=== Section Start ===

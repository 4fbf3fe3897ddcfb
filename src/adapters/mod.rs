//! External collaborator interfaces and their production adapters
//!
//! The runtime core consumes collaborators through these narrow traits;
//! everything behind them (transport, auth, wire formats) is replaceable.

pub mod allora;
pub mod indexer;

use std::time::Duration;

use async_trait::async_trait;

use crate::domain::{ExecutionResult, MarketState, Order, PricePoint, Prediction};
use crate::error::Result;

pub use allora::AlloraClient;
pub use indexer::IndexerClient;

/// Blockchain indexer / exchange access for one venue.
///
/// Errors are classified before they leave the adapter: `Transient` feeds
/// the circuit breaker, `Rejected` surfaces to the caller.
#[cfg_attr(test, mockall::automock)]
#[async_trait]
pub trait BlockchainClient: Send + Sync {
    /// Current top-of-book snapshot for a market
    async fn get_market_state(&self, market_id: &str) -> Result<MarketState>;

    /// Trailing price history for a market
    async fn get_price_history(
        &self,
        market_id: &str,
        lookback: Duration,
    ) -> Result<Vec<PricePoint>>;

    /// Submit a signed order to the venue
    async fn submit_order(&self, order: &Order) -> Result<ExecutionResult>;
}

/// Price-prediction service access
#[cfg_attr(test, mockall::automock)]
#[async_trait]
pub trait Predictor: Send + Sync {
    /// Directional forecast for a market over the given horizon
    async fn get_prediction(&self, market_id: &str, horizon: Duration) -> Result<Prediction>;
}
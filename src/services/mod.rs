//! Observability services
//!
//! Structured runtime events and the sinks that publish them.

pub mod events;

pub use events::{DecisionOutcome, EventSink, LogSink, RuntimeEvent};
//! TradingAgent trait — the supervisor's view of an agent
//!
//! Agents are driven by the supervisor's tick loop: one `evaluate_market`
//! per tick, followed by `execute_decision` when the evaluation produced an
//! actionable decision. Collaborator failures propagate out unchanged so the
//! supervisor can feed them to the circuit breaker; agents do not retry.

use async_trait::async_trait;

use crate::config::RiskParameters;
use crate::coordination::CancelToken;
use crate::domain::{AgentState, Decision, ExecutionResult};
use crate::error::Result;

#[async_trait]
pub trait TradingAgent: Send {
    /// Unique identifier for this agent instance; doubles as its circuit
    /// breaker call-site key
    fn id(&self) -> &str;

    /// Market this agent trades
    fn market_id(&self) -> &str;

    /// Risk parameters this agent operates under
    fn risk_params(&self) -> &RiskParameters;

    /// Read-only view of the agent's state
    fn state(&self) -> &AgentState;

    /// Inspect market and forecast; return an actionable decision or `None`.
    ///
    /// Must short-circuit to `None` during cooldown or when the daily trade
    /// budget is spent, and must never return a decision that violates the
    /// risk parameters.
    async fn evaluate_market(&mut self, cancel: &CancelToken) -> Result<Option<Decision>>;

    /// Submit a decision to the venue. State is updated only when the
    /// submission fully succeeds.
    async fn execute_decision(
        &mut self,
        decision: Decision,
        cancel: &CancelToken,
    ) -> Result<ExecutionResult>;

    /// Shed historical buffers under memory pressure
    fn prune_history(&mut self);
}
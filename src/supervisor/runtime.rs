//! Runtime supervisor
//!
//! Owns the scheduling loop. Each tick it drives every registered agent in
//! registration order, guarded by the circuit breaker and a per-agent
//! timeout, then samples the resource monitor. A shutdown signal (or a hard
//! memory-ceiling breach) drains the loop: in-flight work may finish within
//! the grace period, after which it is cancelled by dropping its future.
//! Agents apply state only on fully successful executions, so that drop can
//! never leave a partial position update.

use std::sync::Arc;
use std::time::{Duration, Instant};

use tokio::time::MissedTickBehavior;
use tracing::{debug, error, info, warn};

use crate::agents::TradingAgent;
use crate::coordination::{CancelToken, CircuitBreaker, CircuitState, CircuitTransition};
use crate::domain::{ExecutionResult, Order, SupervisorState};
use crate::error::{HelmsmanError, Result};
use crate::services::{DecisionOutcome, EventSink, RuntimeEvent};
use crate::supervisor::{ResourceMonitor, ThresholdBreach};

/// Scheduling-loop configuration
#[derive(Debug, Clone)]
pub struct SupervisorConfig {
    /// Interval between tick boundaries
    pub tick_interval: Duration,
    /// Budget for one agent's evaluate+execute within a tick
    pub agent_timeout: Duration,
    /// How long in-flight work may drain after shutdown is requested
    pub drain_grace: Duration,
}

impl Default for SupervisorConfig {
    fn default() -> Self {
        Self {
            tick_interval: Duration::from_secs(15),
            agent_timeout: Duration::from_secs(10),
            drain_grace: Duration::from_secs(30),
        }
    }
}

/// What one agent did this tick
enum AgentTickResult {
    NoAction,
    Executed {
        order: Order,
        result: ExecutionResult,
    },
}

/// Whether the loop may continue after a tick
enum TickOutcome {
    Continue,
    Exhausted(String),
}

/// Drives registered agents on a fixed interval with supervised failure
/// handling and resource monitoring
pub struct Supervisor {
    config: SupervisorConfig,
    agents: Vec<Box<dyn TradingAgent>>,
    breaker: CircuitBreaker,
    monitor: ResourceMonitor,
    events: Arc<dyn EventSink>,
    cancel: CancelToken,
    state: SupervisorState,
}

impl Supervisor {
    pub fn new(
        config: SupervisorConfig,
        breaker: CircuitBreaker,
        monitor: ResourceMonitor,
        events: Arc<dyn EventSink>,
        cancel: CancelToken,
    ) -> Self {
        Self {
            config,
            agents: Vec::new(),
            breaker,
            monitor,
            events,
            cancel,
            state: SupervisorState::Starting,
        }
    }

    /// Register an agent. Agents are processed every tick in registration
    /// order.
    pub fn register_agent(&mut self, agent: Box<dyn TradingAgent>) {
        info!(
            agent_id = agent.id(),
            market_id = agent.market_id(),
            "registered agent"
        );
        self.agents.push(agent);
    }

    pub fn state(&self) -> SupervisorState {
        self.state
    }

    pub fn agent_count(&self) -> usize {
        self.agents.len()
    }

    /// Circuit state for a collaborator call site (agents keyed by id)
    pub fn circuit_state(&self, collaborator: &str) -> CircuitState {
        self.breaker.state(collaborator)
    }

    /// Read-only view of a registered agent, in registration order
    pub fn agent(&self, idx: usize) -> Option<&dyn TradingAgent> {
        self.agents.get(idx).map(|a| a.as_ref())
    }

    fn transition(&mut self, to: SupervisorState) -> Result<()> {
        if !self.state.can_transition_to(to) {
            return Err(HelmsmanError::InvalidStateTransition {
                from: self.state.to_string(),
                to: to.to_string(),
            });
        }
        let from = self.state;
        self.state = to;
        info!(%from, %to, "supervisor state change");
        self.events.publish(RuntimeEvent::Lifecycle { from, to });
        Ok(())
    }

    /// Run until shutdown is requested or the memory ceiling forces a drain
    pub async fn run(&mut self) -> Result<()> {
        if self.agents.is_empty() {
            return Err(HelmsmanError::Configuration(
                "no agents registered".to_string(),
            ));
        }

        self.transition(SupervisorState::Running)?;

        let mut ticker = tokio::time::interval(self.config.tick_interval);
        ticker.set_missed_tick_behavior(MissedTickBehavior::Delay);

        let mut exhausted_reason = None;
        loop {
            let cancel = self.cancel.clone();
            tokio::select! {
                biased;
                _ = cancel.cancelled() => break,
                _ = ticker.tick() => {}
            }

            // Run the tick. If shutdown arrives mid-tick the in-flight work
            // gets the grace period, then its future is dropped.
            let grace = self.config.drain_grace;
            let cancel = self.cancel.clone();
            let outcome = tokio::select! {
                outcome = self.run_tick() => Some(outcome),
                _ = async {
                    cancel.cancelled().await;
                    tokio::time::sleep(grace).await;
                } => {
                    warn!(grace = ?grace, "in-flight tick cancelled after grace period");
                    None
                }
            };

            if let Some(TickOutcome::Exhausted(reason)) = outcome {
                error!(reason = %reason, "hard resource ceiling breached, draining");
                exhausted_reason = Some(reason);
                break;
            }

            if self.cancel.is_cancelled() {
                break;
            }
        }

        self.transition(SupervisorState::Draining)?;
        // In-flight work already completed or was cancelled above; nothing
        // is pending by the time we get here.
        self.transition(SupervisorState::Stopped)?;
        info!("supervisor stopped");

        match exhausted_reason {
            Some(reason) => Err(HelmsmanError::ResourceExhaustion(reason)),
            None => Ok(()),
        }
    }

    /// One full cycle: every agent in registration order, then monitoring
    async fn run_tick(&mut self) -> TickOutcome {
        let tick_start = Instant::now();

        for idx in 0..self.agents.len() {
            if self.cancel.is_cancelled() {
                // Draining: don't start work for the remaining agents
                break;
            }
            self.run_agent_tick(idx).await;
        }

        // Monitoring always runs after the agents in a cycle
        let tick_duration = tick_start.elapsed();
        let sample = self.monitor.sample(tick_duration);
        debug!(
            resident_mb = sample.resident_bytes / (1024 * 1024),
            tick_ms = tick_duration.as_millis() as u64,
            "tick complete"
        );

        let mut exhausted = None;
        for breach in self.monitor.check_thresholds() {
            match breach {
                ThresholdBreach::MemoryWarning {
                    resident_bytes,
                    threshold_bytes,
                } => {
                    self.events.publish(RuntimeEvent::Warning {
                        source: "resource_monitor".to_string(),
                        message: format!(
                            "resident memory {}MB above warning threshold {}MB",
                            resident_bytes / (1024 * 1024),
                            threshold_bytes / (1024 * 1024)
                        ),
                    });
                    // Mitigation: shed agent history buffers
                    for agent in &mut self.agents {
                        agent.prune_history();
                    }
                }
                ThresholdBreach::PerformanceDegradation {
                    rolling_avg,
                    baseline,
                } => {
                    self.events.publish(RuntimeEvent::Warning {
                        source: "resource_monitor".to_string(),
                        message: format!(
                            "average tick {}ms degraded past baseline {}ms",
                            rolling_avg.as_millis(),
                            baseline.as_millis()
                        ),
                    });
                }
                ThresholdBreach::MemoryExhausted {
                    resident_bytes,
                    ceiling_bytes,
                } => {
                    let message = format!(
                        "resident memory {}MB breached hard ceiling {}MB",
                        resident_bytes / (1024 * 1024),
                        ceiling_bytes / (1024 * 1024)
                    );
                    self.events.publish(RuntimeEvent::Warning {
                        source: "resource_monitor".to_string(),
                        message: message.clone(),
                    });
                    exhausted = Some(message);
                }
            }
        }

        match exhausted {
            Some(reason) => TickOutcome::Exhausted(reason),
            None => TickOutcome::Continue,
        }
    }

    /// Drive one agent through its guarded evaluate/execute cycle
    async fn run_agent_tick(&mut self, idx: usize) {
        let agent_id = self.agents[idx].id().to_string();
        let market_id = self.agents[idx].market_id().to_string();

        match self.breaker.before_call(&agent_id) {
            Ok(None) => {}
            Ok(Some(transition)) => self.publish_circuit(transition),
            Err(HelmsmanError::CircuitOpen { retry_in, .. }) => {
                debug!(agent_id = %agent_id, ?retry_in, "circuit open, skipping agent tick");
                return;
            }
            Err(e) => {
                debug!(agent_id = %agent_id, "call not permitted: {}", e);
                return;
            }
        }

        let timeout = self.config.agent_timeout;
        let cancel = self.cancel.clone();
        let agent = &mut self.agents[idx];

        let tick_result = tokio::time::timeout(timeout, async {
            match agent.evaluate_market(&cancel).await? {
                None => Ok(AgentTickResult::NoAction),
                Some(decision) => {
                    let order = decision.order.clone();
                    let result = agent.execute_decision(decision, &cancel).await?;
                    Ok(AgentTickResult::Executed { order, result })
                }
            }
        })
        .await;

        match tick_result {
            Err(_elapsed) => {
                // A timed-out collaborator counts as a transient failure
                warn!(agent_id = %agent_id, ?timeout, "agent tick timed out");
                if let Some(t) = self.breaker.record_failure(&agent_id) {
                    self.publish_circuit(t);
                }
            }
            Ok(Ok(AgentTickResult::NoAction)) => {
                if let Some(t) = self.breaker.record_success(&agent_id) {
                    self.publish_circuit(t);
                }
            }
            Ok(Ok(AgentTickResult::Executed { order, result })) => {
                if let Some(t) = self.breaker.record_success(&agent_id) {
                    self.publish_circuit(t);
                }
                self.events.publish(RuntimeEvent::Decision {
                    agent_id,
                    market_id,
                    order: Some(order),
                    outcome: DecisionOutcome::Executed {
                        fill_price: result.fill_price,
                        filled_quantity: result.filled_quantity,
                    },
                });
            }
            Ok(Err(e)) => self.handle_agent_error(agent_id, market_id, e),
        }
    }

    fn handle_agent_error(&mut self, agent_id: String, market_id: String, err: HelmsmanError) {
        match err {
            HelmsmanError::Rejected(reason) => {
                // A considered "no" from the venue or the risk gate; the
                // breaker is untouched in either direction
                self.events.publish(RuntimeEvent::Decision {
                    agent_id,
                    market_id,
                    order: None,
                    outcome: DecisionOutcome::Rejected { reason },
                });
            }
            HelmsmanError::Cancelled => {
                debug!(agent_id = %agent_id, "agent tick cancelled");
            }
            e if e.is_transient() => {
                warn!(agent_id = %agent_id, "transient collaborator failure: {}", e);
                if let Some(t) = self.breaker.record_failure(&agent_id) {
                    self.publish_circuit(t);
                }
            }
            e => {
                // Malformed data and other non-transient faults: logged and
                // surfaced, retried on the next tick without breaker effect
                warn!(agent_id = %agent_id, market_id = %market_id, "agent tick failed: {}", e);
                self.events.publish(RuntimeEvent::Decision {
                    agent_id,
                    market_id,
                    order: None,
                    outcome: DecisionOutcome::Failed {
                        reason: e.to_string(),
                    },
                });
            }
        }
    }

    fn publish_circuit(&self, transition: CircuitTransition) {
        self.events.publish(RuntimeEvent::CircuitStateChange {
            collaborator: transition.collaborator,
            from: transition.from,
            to: transition.to,
        });
    }
}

=== Section End ===

(Try it) All that belongs in the answer is an exact copy of the lines from the start of the records above through the line with "pub mod indexer;".

(Response for this exercise)
repository 4fbf3fe3897ddcfb
filename src/adapters/mod.rs
//! External collaborator interfaces and their production adapters
//!
//! The runtime core consumes collaborators through these narrow traits;
//! everything behind them (transport, auth, wire formats) is replaceable.

pub mod allora;
pub mod indexer;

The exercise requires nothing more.